29th
January
2008
Hipster boy to his sister, after being greeted by a salesgirl at Urban Outfitters: I totally lost my virginity to a girl who works at Urban.
Sister: That’s okay… I totally lost mine to a Jew!

Urban Outfitters at Mall of America
Overheard by They must have bonded over their skinny pants.
tags: MOA |
29th
January
2008
Everlasting Bliss
Really Old Wife: What’s the name of the doctor we are seeing?
Really Old Husband: They don’t have names, it is luck of the draw.
Really Old Wife: What are you, stupid?
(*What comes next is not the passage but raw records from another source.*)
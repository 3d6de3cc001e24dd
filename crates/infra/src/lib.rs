pub mod categories;
pub mod db;
pub mod models;
pub mod pagination;
pub mod repos;
pub mod run_time;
All doctors have names.
Really Old Husband: (Begins to open mouth and then thinks better of it)

Healthpartners Urgent Care
Overheard by Why men die before women.
tags: clinics |
29th
January
2008
I Hope They’re Discussing The Latest Lillian Vernon Catalog
Woman who probably likes hotdish #1: I won’t take your Mickey Mouse one.
Woman who probably likes hotdish #2: Just don’t try to take my automatic one!

Corporate cubeland, Eagan
Overheard by Get back to work.
tags: at work , eagan |
29th
January
2008
So, Here’s To Hoping!
Patron getting on lightrail dressed in Twins garb, obviously on the way to the Twins game with his family: I wonder which train I’m supposed to get on, I hope I don’t get on the wrong one…

46th Street Lightrail station
Overheard by JoJoC.
tags: LRT |
29th
January
2008
She Never Gets Invited To Meetings
Coworker about a constantly farting coworker: She is flatulent as a mo’ fo’!

225 S. 6th St, Minneapolis, 12th floor
Overheard by Yes, she is.
tags: 225 S 6th Street , at work , minneapolis |
29th
January
2008
I Do This At Least Three Times A Week
Girl #1: State of the Union tonight! Are you gonna watch?!
Girl #2: Hell yes!
Guy: Boring.
Girl #2: What are you talking about? The State of the Union is awesome. I lost my virginity after the 2004 speech.
Girl #1: Drunk, angry liberals seeking solace in each other’s arms… It’s a beautiful time of year.

Caribou on Snelling and Grand
Overheard by I’m watching this year.